Problem description> Write out the data exactly, keeping every line.

Study material>
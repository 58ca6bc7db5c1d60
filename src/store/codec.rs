//! On-disk sheet formats
//!
//! `.csv` files hold exactly one unnamed sheet. Anything else is treated as
//! an xlsx workbook: read with calamine, written with rust_xlsxwriter.

use std::path::Path;

use calamine::{open_workbook, Data, Range, Reader, Xlsx};
use rust_xlsxwriter::Workbook;

use super::errors::{StoreError, StoreResult};

/// File format, picked from the path's extension
#[derive(Debug, Clone, Copy, PartialEq, Eq)]
pub enum SheetFormat {
    Xlsx,
    Csv,
}

impl SheetFormat {
    pub fn for_path(path: &Path) -> Self {
        match path.extension().and_then(|ext| ext.to_str()) {
            Some(ext) if ext.eq_ignore_ascii_case("csv") => SheetFormat::Csv,
            _ => SheetFormat::Xlsx,
        }
    }
}

/// One named worksheet of a workbook
#[derive(Debug, Clone, Default, PartialEq, Eq)]
pub struct Worksheet {
    pub name: String,
    pub rows: Vec<Vec<String>>,
}

// ==================== xlsx ====================

/// Every worksheet of the workbook at `path`, in workbook order.
///
/// Cell values come back as text. Trailing empty cells are dropped from each
/// row, so a partly filled row reads as a short row.
pub fn read_xlsx(path: &Path) -> StoreResult<Vec<Worksheet>> {
    let mut workbook: Xlsx<_> = open_workbook(path).map_err(|e| {
        StoreError::storage(format!("Failed to open workbook {}", path.display()), e)
    })?;

    let mut sheets = Vec::new();
    for name in workbook.sheet_names() {
        let range = workbook.worksheet_range(&name).map_err(|e| {
            StoreError::storage(
                format!("Failed to read sheet {} in {}", name, path.display()),
                e,
            )
        })?;
        sheets.push(Worksheet {
            rows: rows_of(&range),
            name,
        });
    }

    Ok(sheets)
}

/// Encode `sheets` as an xlsx workbook. Every cell is written as a string.
pub fn write_xlsx(sheets: &[Worksheet]) -> StoreResult<Vec<u8>> {
    let mut workbook = Workbook::new();

    for sheet in sheets {
        let worksheet = workbook.add_worksheet();
        worksheet.set_name(&sheet.name).map_err(|e| {
            StoreError::storage(format!("Invalid sheet name {:?}", sheet.name), e)
        })?;

        for (row_index, row) in sheet.rows.iter().enumerate() {
            let row_num = u32::try_from(row_index)
                .map_err(|e| StoreError::storage("Sheet has too many rows", e))?;

            for (col_index, value) in row.iter().enumerate() {
                if value.is_empty() {
                    continue;
                }
                let col_num = u16::try_from(col_index)
                    .map_err(|e| StoreError::storage("Sheet row has too many cells", e))?;
                worksheet
                    .write_string(row_num, col_num, value.as_str())
                    .map_err(|e| {
                        StoreError::storage(format!("Failed to write sheet {}", sheet.name), e)
                    })?;
            }
        }
    }

    workbook
        .save_to_buffer()
        .map_err(|e| StoreError::storage("Failed to encode workbook", e))
}

/// Rows of `range` anchored at A1
fn rows_of(range: &Range<Data>) -> Vec<Vec<String>> {
    let Some((first_row, first_col)) = range.start() else {
        return Vec::new();
    };

    let mut rows: Vec<Vec<String>> = vec![Vec::new(); first_row as usize];
    for cells in range.rows() {
        let mut row = vec![String::new(); first_col as usize];
        row.extend(cells.iter().map(cell_text));
        while row.last().is_some_and(String::is_empty) {
            row.pop();
        }
        rows.push(row);
    }
    rows
}

fn cell_text(cell: &Data) -> String {
    match cell {
        Data::Empty => String::new(),
        Data::String(s) => s.clone(),
        Data::Int(i) => i.to_string(),
        // keys and phones typed as numbers arrive as whole floats
        Data::Float(f) if f.fract() == 0.0 && f.abs() < 1e15 => (*f as i64).to_string(),
        other => other.to_string(),
    }
}

// ==================== csv ====================

/// All rows of the CSV file at `path`; rows may differ in length
pub fn read_csv(path: &Path) -> StoreResult<Vec<Vec<String>>> {
    let mut reader = csv::ReaderBuilder::new()
        .has_headers(false)
        .flexible(true)
        .from_path(path)
        .map_err(|e| StoreError::storage(format!("Failed to open sheet {}", path.display()), e))?;

    let mut rows = Vec::new();
    for record in reader.records() {
        let record = record.map_err(|e| {
            StoreError::storage(format!("Failed to parse sheet {}", path.display()), e)
        })?;
        rows.push(record.iter().map(String::from).collect());
    }

    Ok(rows)
}

pub fn write_csv(rows: &[Vec<String>]) -> StoreResult<Vec<u8>> {
    let mut writer = csv::WriterBuilder::new()
        .flexible(true)
        .from_writer(Vec::new());

    for row in rows {
        writer
            .write_record(row)
            .map_err(|e| StoreError::storage("Failed to encode sheet row", e))?;
    }

    writer
        .into_inner()
        .map_err(|e| StoreError::storage("Failed to encode sheet", e))
}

Result of the exercise>
repository 58ca6bc7db5c1d60
filename src/store/codec.rs
//! On-disk sheet formats
//!
//! `.csv` files hold exactly one unnamed sheet. Anything else is treated as
//! an xlsx workbook: read with calamine, written with rust_xlsxwriter.

use std::path::Path;

use calamine::{open_workbook, Data, Range, Reader, Xlsx};
use rust_xlsxwriter::Workbook;

use super::errors::{StoreError, StoreResult};

/// File format, picked from the path's extension
#[derive(Debug, Clone, Copy, PartialEq, Eq)]
pub enum SheetFormat {
    Xlsx,
    Csv,
}

impl SheetFormat {
    pub fn for_path(path: &Path) -> Self {
        match path.extension().and_then(|ext| ext.to_str()) {
            Some(ext) if ext.eq_ignore_ascii_case("csv") => SheetFormat::Csv,
            _ => SheetFormat::Xlsx,
        }
    }
}

/// One named worksheet of a workbook
#[derive(Debug, Clone, Default, PartialEq, Eq)]
pub struct Worksheet {
    pub name: String,
    pub rows: Vec<Vec<String>>,
}

// ==================== xlsx ====================

/// Every worksheet of the workbook at `path`, in workbook order.
///
/// Cell values come back as text. Trailing empty cells are dropped from each
/// row, so a partly filled row reads as a short row.
pub fn read_xlsx(path: &Path) -> StoreResult<Vec<Worksheet>> {
    let mut workbook: Xlsx<_> = open_workbook(path).map_err(|e| {
        StoreError::storage(format!("Failed to open workbook {}", path.display()), e)
    })?;

    let mut sheets = Vec::new();
    for name in workbook.sheet_names() {
        let range = workbook.worksheet_range(&name).map_err(|e| {
            StoreError::storage(
                format!("Failed to read sheet {} in {}", name, path.display()),
                e,
            )
        })?;
        sheets.push(Worksheet {
            rows: rows_of(&range),
            name,
        });
    }

    Ok(sheets)
}

/// Encode `sheets` as an xlsx workbook. Every cell is written as a string.
pub fn write_xlsx(sheets: &[Worksheet]) -> StoreResult<Vec<u8>> {
    let mut workbook = Workbook::new();

    for sheet in sheets {
        let worksheet = workbook.add_worksheet();
        worksheet.set_name(&sheet.name).map_err(|e| {
            StoreError::storage(format!("Invalid sheet name {:?}", sheet.name), e)
        })?;

        for (row_index, row) in sheet.rows.iter().enumerate() {
            let row_num = u32::try_from(row_index)
                .map_err(|e| StoreError::storage("Sheet has too many rows", e))?;

            for (col_index, value) in row.iter().enumerate() {
                if value.is_empty() {
                    continue;
                }
                let col_num = u16::try_from(col_index)
                    .map_err(|e| StoreError::storage("Sheet row has too many cells", e))?;
                worksheet
                    .write_string(row_num, col_num, value.as_str())
                    .map_err(|e| {
                        StoreError::storage(format!("Failed to write sheet {}", sheet.name), e)
                    })?;
            }
        }
    }

    workbook
        .save_to_buffer()
        .map_err(|e| StoreError::storage("Failed to encode workbook", e))
}

/// Rows of `range` anchored at A1
fn rows_of(range: &Range<Data>) -> Vec<Vec<String>> {
    let Some((first_row, first_col)) = range.start() else {
        return Vec::new();
    };

    let mut rows: Vec<Vec<String>> = vec![Vec::new(); first_row as usize];
    for cells in range.rows() {
        let mut row = vec![String::new(); first_col as usize];
        row.extend(cells.iter().map(cell_text));
        while row.last().is_some_and(String::is_empty) {
            row.pop();
        }
        rows.push(row);
    }
    rows
}

fn cell_text(cell: &Data) -> String {
    match cell {
        Data::Empty => String::new(),
        Data::String(s) => s.clone(),
        Data::Int(i) => i.to_string(),
        // keys and phones typed as numbers arrive as whole floats
        Data::Float(f) if f.fract() == 0.0 && f.abs() < 1e15 => (*f as i64).to_string(),
        other => other.to_string(),
    }
}

// ==================== csv ====================

/// All rows of the CSV file at `path`; rows may differ in length
pub fn read_csv(path: &Path) -> StoreResult<Vec<Vec<String>>> {
    let mut reader = csv::ReaderBuilder::new()
        .has_headers(false)
        .flexible(true)
        .from_path(path)
        .map_err(|e| StoreError::storage(format!("Failed to open sheet {}", path.display()), e))?;

    let mut rows = Vec::new();
    for record in reader.records() {
        let record = record.map_err(|e| {
            StoreError::storage(format!("Failed to parse sheet {}", path.display()), e)
        })?;
        rows.push(record.iter().map(String::from).collect());
    }

    Ok(rows)
}

pub fn write_csv(rows: &[Vec<String>]) -> StoreResult<Vec<u8>> {
    let mut writer = csv::WriterBuilder::new()
        .flexible(true)
        .from_writer(Vec::new());

    for row in rows {
        writer
            .write_record(row)
            .map_err(|e| StoreError::storage("Failed to encode sheet row", e))?;
    }

    writer
        .into_inner()
        .map_err(|e| StoreError::storage("Failed to encode sheet", e))
}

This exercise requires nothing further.